While still engaged in a fight and a deep longing for independence, the Irish manage to emancipate themselves through the most powerful of personal freedoms: that of free expression, expounded through singers and songs, through writers, poets, and other freedom fighters:

“Bobby Sands, the dying soldier-prisoner-poet….”

In the poem ‘New Skibbereen’ we see Nevins’ ancestral home Éire once again finding voice and healing through its spiritual and artistic heritage, as it had done through the late nineteenth, and early twentieth century writers and poets of the Gaelic Literary Revival.

To understand the soul of America, we need to read ‘Heartbreak Ridge (and other Poems)’ where the private citizen comes face to face with the noble ideals of a nation conscious of its role as the defender of freedoms: a role labored on the backs of Americans by the wider world, who lambast and laud it, all in the one breath.

To this ideal Bill Nevins and his family paid the ultimate personal sacrifice, losing their son Liam in combat in Afghanistan:

“Embracing, we kiss thy lips, thy wounds in peace, even in death, even in teeth of your death prayers upon us, we ash-cross your brow.” (Why Are We In Afghanistan?)

Echoing Rudyard Kipling’s call to a son lost in a different war, Bill Nevins and his family now yearn “When do you think he’ll come home?” yet the poet does not display any bitterness for this personal loss. Instead he very ably expresses his absolute dismay, utter confusion and anger about the way successive administrations have misrepresented the true feelings of the American people, at home and abroad, in times of crisis.

In poems like ‘Heartbreak Ridge’, ‘Why Are We In Afghanistan?’, ‘Dover Base’ and ‘Warrior Transition Units’ Bill Nevins repeatedly asks whether war and rage are giving America the answers and the healing that it needs.
It gradually becomes clear that Bill Nevins believes peace is attainable more through peaceful means rather than war, or other ‘security options’ that have been so favored by US administrations in recent times. In ‘Days of Death Letters,’ he throws a cynical glance to the military and its empty post-death rituals. Steeped in military glory and its trappings, these rituals of war and death represent little but the re-affirmation of American military power. They serve only to condemn families to a state of continuous grief:

“I have the folded flags and medals to remind me of that.”(Days of Death Letters)
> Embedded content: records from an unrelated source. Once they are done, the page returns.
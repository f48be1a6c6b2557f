//! Per-command replacements for parts of the default encoder and decoder
//! bodies.
//!
//! An override fills one or more slots of a command. `payload` runs right
//! after the parameters have been marshaled (encoder, once per stream) or
//! unmarshaled (decoder). `response` runs after the outputs and before the
//! return value. `body` replaces the whole default body.

use std::collections::BTreeMap;

use vkmarshal_types::{TypeRegistry, VulkanApi, VulkanType};

use crate::emitter::CodeEmitter;
use crate::error::GenError;

/// Names an override emitter may reference in the surrounding body.
#[derive(Debug, Clone, Copy)]
pub struct OverrideSite<'a> {
    pub registry: &'a TypeRegistry,
    pub api: &'a VulkanApi,
    /// Stream the slot writes to or reads from.
    pub stream: &'a str,
    /// Resource tracker or decoder state.
    pub tracker: &'a str,
}

pub type OverrideFn = fn(&mut CodeEmitter, &OverrideSite<'_>) -> Result<(), GenError>;

#[derive(Debug, Clone, Copy, Default)]
pub struct CommandOverride {
    pub payload: Option<OverrideFn>,
    pub response: Option<OverrideFn>,
    pub body: Option<OverrideFn>,
}

#[derive(Debug, Clone, Default)]
pub struct OverrideTable {
    entries: BTreeMap<String, CommandOverride>,
}

impl OverrideTable {
    pub fn new() -> Self {
        Self::default()
    }

    /// Guest side of the mapped-memory coherence protocol.
    pub fn encoder_defaults() -> Self {
        let mut table = Self::new();
        table.insert(
            "vkFlushMappedMemoryRanges",
            CommandOverride {
                payload: Some(encode_flush_payload),
                ..Default::default()
            },
        );
        table.insert(
            "vkInvalidateMappedMemoryRanges",
            CommandOverride {
                response: Some(encode_invalidate_response),
                ..Default::default()
            },
        );
        table
    }

    /// Host side of the mapped-memory coherence protocol.
    pub fn decoder_defaults() -> Self {
        let mut table = Self::new();
        table.insert(
            "vkFlushMappedMemoryRanges",
            CommandOverride {
                payload: Some(decode_flush_payload),
                ..Default::default()
            },
        );
        table.insert(
            "vkInvalidateMappedMemoryRanges",
            CommandOverride {
                response: Some(decode_invalidate_response),
                ..Default::default()
            },
        );
        table
    }

    pub fn insert(&mut self, api: impl Into<String>, entry: CommandOverride) {
        self.entries.insert(api.into(), entry);
    }

    pub fn get(&self, api: &str) -> Option<&CommandOverride> {
        self.entries.get(api)
    }

    pub fn len(&self) -> usize {
        self.entries.len()
    }

    pub fn is_empty(&self) -> bool {
        self.entries.is_empty()
    }
}

// ── Mapped memory payloads ──────────────────────────────────────────────

/// The `VkMappedMemoryRange` array parameter and its count parameter.
fn mapped_ranges<'a>(api: &'a VulkanApi) -> Result<(&'a VulkanType, &'a str), GenError> {
    let ranges = api
        .parameters
        .iter()
        .find(|p| p.type_name == "VkMappedMemoryRange" && p.is_pointer())
        .ok_or_else(|| {
            GenError::Config(format!(
                "{} has no VkMappedMemoryRange parameter for its payload override",
                api.name
            ))
        })?;
    let count = ranges.count_expr().ok_or_else(|| {
        GenError::Config(format!("{}.{} has no element count", api.name, ranges.param_name))
    })?;
    Ok((ranges, count))
}

fn begin_range_loop(cgen: &mut CodeEmitter, api: &VulkanApi) -> Result<(), GenError> {
    let (ranges, count) = mapped_ranges(api)?;
    let r = &ranges.param_name;
    cgen.begin_for("uint32_t i = 0", format!("i < {count}"), "++i");
    cgen.stmt(format!("auto range = {r}[i]"));
    cgen.stmt("auto memory = range.memory");
    cgen.stmt("auto size = range.size");
    cgen.stmt("auto offset = range.offset");
    Ok(())
}

/// Guest: a 64-bit length and the mapped bytes of every range, zero for
/// ranges without a host pointer.
fn encode_flush_payload(cgen: &mut CodeEmitter, site: &OverrideSite<'_>) -> Result<(), GenError> {
    let (s, res) = (site.stream, site.tracker);
    begin_range_loop(cgen, site.api)?;
    cgen.stmt("uint64_t streamSize = 0");
    cgen.begin_if("!memory");
    cgen.stmt(format!("{s}->putBe64(streamSize)"));
    cgen.stmt("continue");
    cgen.end_if();
    cgen.stmt(format!("auto hostPtr = {res}->getMappedPointer(memory)"));
    cgen.stmt(format!(
        "auto actualSize = size == VK_WHOLE_SIZE ? {res}->getMappedSize(memory) - offset : size"
    ));
    cgen.begin_if("!hostPtr");
    cgen.stmt(format!("{s}->putBe64(streamSize)"));
    cgen.stmt("continue");
    cgen.end_if();
    cgen.stmt("streamSize = actualSize");
    cgen.stmt(format!("{s}->putBe64(streamSize)"));
    cgen.stmt("uint8_t* targetRange = hostPtr + offset");
    cgen.stmt(format!("{s}->write(targetRange, actualSize)"));
    cgen.end_for();
    Ok(())
}

/// Guest: copy the bytes the host sent back into the mapped ranges.
fn encode_invalidate_response(cgen: &mut CodeEmitter, site: &OverrideSite<'_>) -> Result<(), GenError> {
    let (s, res) = (site.stream, site.tracker);
    begin_range_loop(cgen, site.api)?;
    cgen.stmt("(void)size");
    cgen.stmt(format!("uint64_t readStream = {s}->getBe64()"));
    cgen.begin_if("!readStream");
    cgen.stmt("continue");
    cgen.end_if();
    cgen.stmt(format!(
        "auto hostPtr = memory ? {res}->getMappedPointer(memory) : nullptr"
    ));
    cgen.begin_if("!hostPtr");
    cgen.stmt(format!("{s}->skip(readStream)"));
    cgen.stmt("continue");
    cgen.end_if();
    cgen.stmt("uint8_t* targetRange = hostPtr + offset");
    cgen.stmt(format!("{s}->read(targetRange, readStream)"));
    cgen.end_for();
    Ok(())
}

/// Host: land the guest's bytes in the host mapping before the driver call.
fn decode_flush_payload(cgen: &mut CodeEmitter, site: &OverrideSite<'_>) -> Result<(), GenError> {
    let (s, state) = (site.stream, site.tracker);
    begin_range_loop(cgen, site.api)?;
    cgen.stmt("(void)size");
    cgen.stmt(format!("uint64_t readStream = {s}->getBe64()"));
    cgen.begin_if("!readStream");
    cgen.stmt("continue");
    cgen.end_if();
    cgen.stmt(format!("auto hostPtr = {state}->getMappedHostPointer(memory)"));
    cgen.begin_if("!hostPtr");
    cgen.stmt(format!("{s}->skip(readStream)"));
    cgen.stmt("continue");
    cgen.end_if();
    cgen.stmt("uint8_t* targetRange = hostPtr + offset");
    cgen.stmt(format!("{s}->read(targetRange, readStream)"));
    cgen.end_for();
    Ok(())
}

/// Host: send the invalidated bytes after the outputs.
fn decode_invalidate_response(cgen: &mut CodeEmitter, site: &OverrideSite<'_>) -> Result<(), GenError> {
    let (s, state) = (site.stream, site.tracker);
    begin_range_loop(cgen, site.api)?;
    cgen.stmt("uint64_t writeStream = 0");
    cgen.stmt(format!("auto hostPtr = {state}->getMappedHostPointer(memory)"));
    cgen.stmt(format!(
        "auto actualSize = size == VK_WHOLE_SIZE ? {state}->getDeviceMemorySize(memory) - offset : size"
    ));
    cgen.begin_if("!hostPtr");
    cgen.stmt(format!("{s}->putBe64(writeStream)"));
    cgen.stmt("continue");
    cgen.end_if();
    cgen.stmt("writeStream = actualSize");
    cgen.stmt(format!("{s}->putBe64(writeStream)"));
    cgen.stmt("uint8_t* targetRange = hostPtr + offset");
    cgen.stmt(format!("{s}->write(targetRange, actualSize)"));
    cgen.end_for();
    Ok(())
}

#[cfg(test)]
mod tests {
    use super::*;
    use vkmarshal_types::sample::sample_registry;

    #[test]
    fn default_tables_cover_both_coherence_commands() {
        let enc = OverrideTable::encoder_defaults();
        assert!(enc.get("vkFlushMappedMemoryRanges").and_then(|o| o.payload).is_some());
        assert!(enc.get("vkInvalidateMappedMemoryRanges").and_then(|o| o.response).is_some());
        let dec = OverrideTable::decoder_defaults();
        assert_eq!(dec.len(), 2);
        assert!(dec.get("vkCreateBuffer").is_none());
    }

    #[test]
    fn flush_payload_prefixes_length() {
        let reg = sample_registry().unwrap();
        let api = reg.command("vkFlushMappedMemoryRanges").unwrap();
        let site = OverrideSite {
            registry: &reg,
            api,
            stream: "countingStream",
            tracker: "resources",
        };
        let mut cgen = CodeEmitter::new();
        encode_flush_payload(&mut cgen, &site).unwrap();
        let text = cgen.into_string();
        assert!(text.starts_with("for (uint32_t i = 0; i < memoryRangeCount; ++i) {\n    auto range = pMemoryRanges[i];"));
        assert!(text.contains("countingStream->putBe64(streamSize);"));
        assert!(text.contains("countingStream->write(targetRange, actualSize);"));
    }

    #[test]
    fn payload_needs_a_range_parameter() {
        let reg = sample_registry().unwrap();
        let api = reg.command("vkCreateBuffer").unwrap();
        let site = OverrideSite {
            registry: &reg,
            api,
            stream: "vkStream",
            tracker: "m_state",
        };
        let mut cgen = CodeEmitter::new();
        assert!(matches!(
            decode_invalidate_response(&mut cgen, &site),
            Err(GenError::Config(_))
        ));
    }
}
impl<'r> MarshalingGenerator<'r> {
    pub fn new(registry: &'r TypeRegistry, config: &GenConfig, variant: Variant) -> Self {
        let stem = match variant {
            Variant::Guest => config.output.marshaling_guest.clone(),
            Variant::Host => config.output.marshaling_host.clone(),
        };
        Self {
            registry,
            dispatch: ExtensionDispatch::build(registry, &config.root_type_mappings),
            variant,
            extension_header: format!("{}.h", config.output.extension_structs),
            sink: OutputSink::new(stem),
            opcodes: Vec::new(),
        }
    }

    pub fn into_files(self) -> Vec<GeneratedFile> {
        info!(variant = ?self.variant, stem = self.sink.stem(), "marshaling");
        self.sink.into_files()
    }

    fn marshal_proto(&self, name: &str) -> String {
        format!(
            "void {}({}* vkStream, VkStructureType rootType, const {name}* forMarshaling)",
            marshal_fn(name),
            self.variant.stream_type()
        )
    }

    fn unmarshal_proto(&self, name: &str) -> String {
        format!(
            "void {}({}* vkStream, VkStructureType rootType, {name}* forUnmarshaling)",
            unmarshal_fn(name),
            self.variant.stream_type()
        )
    }

    fn emit_struct(&mut self, compound: &VulkanCompoundType, dir: Direction) -> Result<(), GenError> {
        let (proto, var) = match dir {
            Direction::Write => (self.marshal_proto(&compound.name), "forMarshaling"),
            Direction::Read => (self.unmarshal_proto(&compound.name), "forUnmarshaling"),
        };
        self.sink.header.stmt(&proto);
        self.sink.header.blank();

        let cgen = &mut self.sink.imp;
        cgen.begin_function(&proto);
        cgen.stmt("(void)rootType");
        let scope = Scope::of_struct(compound, var);
        let mut visitor =
            MarshalingVisitor::new(self.registry, cgen, scope, dir, self.variant, "vkStream", "rootType");
        for member in compound.marshaled_members() {
            visitor.visit(member)?;
        }
        cgen.end_function();
        Ok(())
    }

    fn emit_extension_marshalers(&mut self) -> Result<(), GenError> {
        let stream_type = self.variant.stream_type();
        let header = &mut self.sink.header;
        header.stmt(format!(
            "void marshal_extension_struct({stream_type}* vkStream, VkStructureType rootType, const void* structExtension)"
        ));
        header.blank();
        header.stmt(format!(
            "void unmarshal_extension_struct({stream_type}* vkStream, VkStructureType rootType, void* structExtension_out)"
        ));
        header.blank();

        let cgen = &mut self.sink.imp;
        cgen.begin_function(format!(
            "void marshal_extension_struct({stream_type}* vkStream, VkStructureType rootType, const void* structExtension)"
        ));
        cgen.stmt("const void* cur = structExtension");
        cgen.begin_while("cur && !goldfish_vk_extension_struct_size(rootType, cur)");
        cgen.stmt("cur = ((const VkBaseInStructure*)cur)->pNext");
        cgen.end_while();
        cgen.begin_if("!cur");
        cgen.stmt("vkStream->putBe8(0)");
        cgen.stmt("return");
        cgen.end_if();
        cgen.stmt("vkStream->putBe8(1)");
        cgen.stmt("uint32_t structType = (uint32_t)goldfish_vk_struct_type(cur)");
        cgen.stmt("vkStream->putBe32(structType)");
        emit_extension_switch(
            cgen,
            &self.dispatch,
            "structType",
            "rootType",
            "marshal_extension_struct",
            &mut |cgen, target| {
                cgen.stmt(format!(
                    "{}(vkStream, rootType, reinterpret_cast<const {t}*>(cur))",
                    marshal_fn(&target.name),
                    t = target.name
                ));
                Ok(())
            },
            Some(&mut |cgen| {
                cgen.line("// unknown structs were skipped above");
                cgen.stmt("break");
                Ok(())
            }),
        )?;
        cgen.end_function();

        cgen.begin_function(format!(
            "void unmarshal_extension_struct({stream_type}* vkStream, VkStructureType rootType, void* structExtension_out)"
        ));
        match self.variant {
            Variant::Host => {
                cgen.stmt("void** out = (void**)structExtension_out");
                cgen.begin_if("!vkStream->getBe8()");
                cgen.stmt("*out = nullptr");
                cgen.stmt("return");
                cgen.end_if();
                cgen.stmt("uint32_t structType = vkStream->getBe32()");
                emit_extension_switch(
                    cgen,
                    &self.dispatch,
                    "structType",
                    "rootType",
                    "unmarshal_extension_struct",
                    &mut |cgen, target| {
                        cgen.stmt(format!("vkStream->alloc(out, sizeof({}))", target.name));
                        cgen.stmt(format!(
                            "{}(vkStream, rootType, reinterpret_cast<{t}*>(*out))",
                            unmarshal_fn(&target.name),
                            t = target.name
                        ));
                        Ok(())
                    },
                    Some(&mut |cgen| {
                        cgen.stmt("*out = nullptr");
                        cgen.stmt("break");
                        Ok(())
                    }),
                )?;
            }
            Variant::Guest => {
                cgen.stmt("void* cur = structExtension_out");
                cgen.begin_while("cur && !goldfish_vk_extension_struct_size(rootType, cur)");
                cgen.stmt("cur = ((VkBaseOutStructure*)cur)->pNext");
                cgen.end_while();
                cgen.begin_if("!vkStream->getBe8()");
                cgen.stmt("return");
                cgen.end_if();
                cgen.stmt("uint32_t structType = vkStream->getBe32()");
                emit_extension_switch(
                    cgen,
                    &self.dispatch,
                    "structType",
                    "rootType",
                    "unmarshal_extension_struct",
                    &mut |cgen, target| {
                        cgen.stmt(format!(
                            "{}(vkStream, rootType, reinterpret_cast<{t}*>(cur))",
                            unmarshal_fn(&target.name),
                            t = target.name
                        ));
                        Ok(())
                    },
                    Some(&mut |cgen| {
                        cgen.stmt("break");
                        Ok(())
                    }),
                )?;
            }
        }
        cgen.end_function();
        Ok(())
    }

    fn emit_opcode_names(&mut self) {
        self.sink
            .header
            .stmt("const char* api_opcode_to_string(const uint32_t opcode)");
        self.sink.header.blank();
        let cgen = &mut self.sink.imp;
        cgen.begin_function("const char* api_opcode_to_string(const uint32_t opcode)");
        cgen.begin_switch("opcode");
        for (name, _) in &self.opcodes {
            cgen.case(format!("OP_{name}"));
            cgen.stmt(format!("return \"OP_{name}\""));
            cgen.end_case();
        }
        cgen.default_case();
        cgen.stmt("return \"OP_UNKNOWN_API_CALL\"");
        cgen.end_case();
        cgen.end_switch();
        cgen.end_function();
    }
}
#[derive(Debug, thiserror::Error)]
pub enum TypeError {
    #[error("malformed declaration `{decl}`: {reason}")]
    Declaration { decl: String, reason: String },

    #[error("unknown type: {0}")]
    UnknownType(String),

    #[error("unknown command: {0}")]
    UnknownCommand(String),

    #[error("registry load error: {0}")]
    Load(#[from] serde_json::Error),

    #[error("IO error: {0}")]
    Io(#[from] std::io::Error),
}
In ‘Fateful Lightning: The Hoodie and The Republic’ Nevins remembers the injustice of Trayvon Martin’s death, which was to herald a number of similar deaths of African-Americans in racially-related incidents:
“Speak to holy rage in Jesus
To the emptied temple and the empty tomb
To the peace in Trayvon’s soul”

In this collection Bill Nevins points constantly to the ability of our artistic souls to express pain, anger and rage. This is what keeps us from revenge; this is what keeps us from violence; this is what keeps us functioning as human beings:
“…poets make everybody else
taste what they taste.” (No Prisoners).

The residual effects of a Catholic upbringing and religious power are strong and moving forces in Nevins’ writing. When best to take control than at the very first sacrament after baptism, the very first personal encounter between the Church through its priest, and the very impressionable young boy at first confession, who has come to be relieved of the burden of his sins:

“…staring at the cold stone Christ whipped by Romans
when Fenton in his stiff Jansenist cassock found me wanting in dogma
expelled me from first confession” (Transubstantiation)
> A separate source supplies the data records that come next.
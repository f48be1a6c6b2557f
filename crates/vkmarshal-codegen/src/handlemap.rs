use tracing::debug;
use vkmarshal_types::{ExtensionDispatch, Feature, TypeRegistry, VulkanCompoundType, VulkanType};

use crate::config::GenConfig;
use crate::dispatch::Wrapper;
use crate::emitter::{CodeEmitter, Scope};
use crate::error::GenError;
use crate::extension::emit_extension_switch;
use crate::iterator::{iterate_type, unsupported_comment, TypeVisitor};
use crate::marshaling::MAX_ENUM_ROOT;
use crate::sink::{GeneratedFile, OutputSink};

pub fn handlemap_fn(type_name: &str) -> String {
    format!("handlemap_{type_name}")
}

/// Rewrites every handle reachable from a struct or parameter in place.
pub struct HandleMapVisitor<'a, 'r> {
    registry: &'r TypeRegistry,
    cgen: &'a mut CodeEmitter,
    scope: Scope<'a>,
    mapping: &'a str,
    root: &'a str,
}

impl<'a, 'r> HandleMapVisitor<'a, 'r> {
    pub fn new(
        registry: &'r TypeRegistry,
        cgen: &'a mut CodeEmitter,
        scope: Scope<'a>,
        mapping: &'a str,
        root: &'a str,
    ) -> Self {
        Self {
            registry,
            cgen,
            scope,
            mapping,
            root,
        }
    }

    pub fn visit(&mut self, ty: &VulkanType) -> Result<(), GenError> {
        let registry = self.registry;
        iterate_type(self, registry, ty)?;
        if ty.param_name == "sType" && self.scope.struct_var().is_some() {
            self.cgen.begin_if(format!("rootType == {MAX_ENUM_ROOT}"));
            self.cgen.stmt(format!("rootType = {}", self.scope.access(ty)));
            self.cgen.end_if();
        }
        Ok(())
    }

    fn call(&mut self, name: &str, target: &str) {
        self.cgen.stmt(format!(
            "{}({}, {}, ({name}*)({target}))",
            handlemap_fn(name),
            self.mapping,
            self.root
        ));
    }
}

impl TypeVisitor for HandleMapVisitor<'_, '_> {
    fn on_value(&mut self, ty: &VulkanType) -> Result<(), GenError> {
        if ty.is_handle_type() {
            let access = self.scope.access(ty);
            self.cgen.stmt(format!(
                "{}->mapHandles_{t}(({t}*)&{access})",
                self.mapping,
                t = ty.type_name
            ));
        }
        Ok(())
    }

    fn on_pointer(&mut self, ty: &VulkanType) -> Result<(), GenError> {
        if !ty.is_handle_type() || ty.pointer_indirection_levels > 1 {
            return Ok(());
        }
        let access = self.scope.access(ty);
        let count = self.cgen.length_expr(&self.scope, ty);
        self.cgen.begin_if(&access);
        self.cgen.stmt(format!(
            "{}->mapHandles_{t}(({t}*){access}, {count})",
            self.mapping,
            t = ty.type_name
        ));
        self.cgen.end_if();
        Ok(())
    }

    fn on_string(&mut self, _ty: &VulkanType) -> Result<(), GenError> {
        Ok(())
    }

    fn on_string_array(&mut self, _ty: &VulkanType) -> Result<(), GenError> {
        Ok(())
    }

    fn on_static_arr(&mut self, ty: &VulkanType) -> Result<(), GenError> {
        if ty.is_handle_type() {
            let access = self.scope.access(ty);
            let n = ty.static_arr_expr.clone().unwrap_or_else(|| "1".to_string());
            self.cgen.stmt(format!(
                "{}->mapHandles_{t}(({t}*){access}, {n})",
                self.mapping,
                t = ty.type_name
            ));
        }
        Ok(())
    }

    fn on_compound_type(&mut self, ty: &VulkanType) -> Result<(), GenError> {
        let access = self.scope.access(ty);
        let name = ty.type_name.clone();
        if let Some(n) = ty.static_arr_expr.clone() {
            let i = self.cgen.begin_index_loop(&n);
            self.call(&name, &format!("{access} + {i}"));
            self.cgen.end_for();
        } else if !ty.is_pointer() {
            self.call(&name, &format!("&{access}"));
        } else {
            self.cgen.begin_if(&access);
            let count = self.cgen.length_expr(&self.scope, ty);
            let i = self.cgen.begin_index_loop(&count);
            self.call(&name, &format!("{access} + {i}"));
            self.cgen.end_for();
            self.cgen.end_if();
        }
        Ok(())
    }

    fn on_struct_extension(&mut self, ty: &VulkanType) -> Result<(), GenError> {
        let access = self.scope.access(ty);
        self.cgen.begin_if(&access);
        self.cgen.stmt(format!(
            "handlemap_extension_struct({}, {}, (void*)({access}))",
            self.mapping, self.root
        ));
        self.cgen.end_if();
        Ok(())
    }

    fn on_unsupported(&mut self, ty: &VulkanType) -> Result<(), GenError> {
        unsupported_comment(self.cgen, ty);
        Ok(())
    }
}

// ── Generator ───────────────────────────────────────────────────────────

pub struct HandleMapGenerator<'r> {
    registry: &'r TypeRegistry,
    dispatch: ExtensionDispatch<'r>,
    extension_header: String,
    sink: OutputSink,
}

impl<'r> HandleMapGenerator<'r> {
    pub fn new(registry: &'r TypeRegistry, config: &GenConfig) -> Self {
        Self {
            registry,
            dispatch: ExtensionDispatch::build(registry, &config.root_type_mappings),
            extension_header: format!("{}.h", config.output.extension_structs),
            sink: OutputSink::new(config.output.handlemap.clone()),
        }
    }

    pub fn into_files(self) -> Vec<GeneratedFile> {
        self.sink.into_files()
    }
}

fn proto(name: &str) -> String {
    format!(
        "void {}(VulkanHandleMapping* handlemap, VkStructureType rootType, {name}* toMap)",
        handlemap_fn(name)
    )
}

const EXTENSION_PROTO: &str =
    "void handlemap_extension_struct(VulkanHandleMapping* handlemap, VkStructureType rootType, void* structExtension_out)";

impl Wrapper for HandleMapGenerator<'_> {
    fn on_begin(&mut self) -> Result<(), GenError> {
        self.sink.include_system("vulkan/vulkan.h");
        self.sink.include("VulkanHandleMapping.h");
        let extension_header = self.extension_header.clone();
        self.sink.include(&extension_header);
        self.sink.begin_namespace("goldfish_vk");
        Ok(())
    }

    fn on_begin_feature(&mut self, feature: &Feature) -> Result<(), GenError> {
        self.sink.begin_guard(feature);
        Ok(())
    }

    fn on_gen_type(&mut self, compound: &VulkanCompoundType) -> Result<(), GenError> {
        debug!(name = %compound.name, "handlemap");
        let proto = proto(&compound.name);
        self.sink.header.stmt(&proto);
        self.sink.header.blank();

        let cgen = &mut self.sink.imp;
        cgen.begin_function(&proto);
        cgen.stmt("(void)handlemap");
        cgen.stmt("(void)rootType");
        cgen.stmt("(void)toMap");
        let mut visitor = HandleMapVisitor::new(
            self.registry,
            cgen,
            Scope::of_struct(compound, "toMap"),
            "handlemap",
            "rootType",
        );
        for member in compound.marshaled_members() {
            visitor.visit(member)?;
        }
        cgen.end_function();
        Ok(())
    }

    fn on_end_feature(&mut self, feature: &Feature) -> Result<(), GenError> {
        self.sink.end_guard(feature);
        Ok(())
    }

    fn on_end(&mut self) -> Result<(), GenError> {
        self.sink.header.stmt(EXTENSION_PROTO);
        self.sink.header.blank();
        let cgen = &mut self.sink.imp;
        cgen.begin_function(EXTENSION_PROTO);
        cgen.begin_if("!structExtension_out");
        cgen.stmt("return");
        cgen.end_if();
        cgen.stmt("uint32_t structType = (uint32_t)goldfish_vk_struct_type(structExtension_out)");
        emit_extension_switch(
            cgen,
            &self.dispatch,
            "structType",
            "rootType",
            "handlemap_extension_struct",
            &mut |cgen, target| {
                cgen.stmt(format!(
                    "{}(handlemap, rootType, reinterpret_cast<{t}*>(structExtension_out))",
                    handlemap_fn(&target.name),
                    t = target.name
                ));
                Ok(())
            },
            Some(&mut |cgen| {
                cgen.stmt(
                    "handlemap_extension_struct(handlemap, rootType, ((VkBaseOutStructure*)structExtension_out)->pNext)",
                );
                cgen.stmt("return");
                Ok(())
            }),
        )?;
        cgen.end_function();
        self.sink.end_namespace("goldfish_vk");
        Ok(())
    }
}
‘Heartbreak Ridge (and other Poems)’ clearly shows us the sacrifice of American families to the universal values and ideals of a free and democratic world. It takes us on a journey through symbols and symbolism, of ideas and ideals, of the artistic, and the spiritual self, that creates a healing space, but most of all we are on a journey with the poet seeking a personal truth.

Bill Nevins opens for us the conscience of a nation deeply confused about its ideals, its history of a noble purpose, and the role foisted upon it by the world. Through Bill Nevins’ poetry and personal loss, we glimpse the real soul of America. There is the private and the public; both are intertwined in stories of love, peace, death, tragedy and the truly personal biography of a lost child to war.
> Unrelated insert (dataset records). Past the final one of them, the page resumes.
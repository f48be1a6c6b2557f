use std::path::PathBuf;

#[derive(Debug, thiserror::Error)]
pub enum GenError {
    #[error("IO error on {path}: {source}")]
    Io {
        path: PathBuf,
        #[source]
        source: std::io::Error,
    },

    #[error("config error: {0}")]
    Config(String),

    /// An extension dispatch call site did not say what its default branch does.
    #[error("extension dispatch in `{site}` has no default branch")]
    MissingDefaultEmit { site: String },

    #[error("unknown type: {0}")]
    UnknownType(String),

    #[error("unknown target: {0}")]
    UnknownTarget(String),

    #[error(transparent)]
    Types(#[from] vkmarshal_types::TypeError),
}

impl GenError {
    pub fn io(path: impl Into<PathBuf>, source: std::io::Error) -> Self {
        GenError::Io {
            path: path.into(),
            source,
        }
    }
}
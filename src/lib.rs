pub mod error;
pub mod execution;
pub mod graph;
pub mod model;
pub mod profiling;

// Re-export commonly used types
pub use error::{Error, Result};
pub use execution::engine::{
    CompiledFunction, ExecutionStrategy, FunctionRegistry, Linker, NodeCallback, Thunk,
};
pub use graph::OpGraph;
pub use model::{DataType, ExecutionLocale, FnId, Node, NodeId, OpClass, OpId, Operation};
pub use profiling::{
    ApplyKey, ModeRegistry, ProfileMode, ProfileSession, ReportLimits, SessionSnapshot,
};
He questions the idea of war and the whole culture and mythology built around it. As did Springsteen years ago with ‘Born in the USA’ Nevins lets us in on more of the truth about this almost mythical place that means different things to so many. Like Springsteen before him, Bill Nevins gives us a glimpse into the consciousness of the individual, and thereby, into the soul of a nation.

Through Bill Nevins’ poetry the reader pieces together a multi-layered depiction of citizen, and country. His historic, spiritual and cultural references reveal how from tough and harsh realities, the American Dream has sustained its people so well; giving birth to an idealism and a sense of purpose, that is unique to itself in the world.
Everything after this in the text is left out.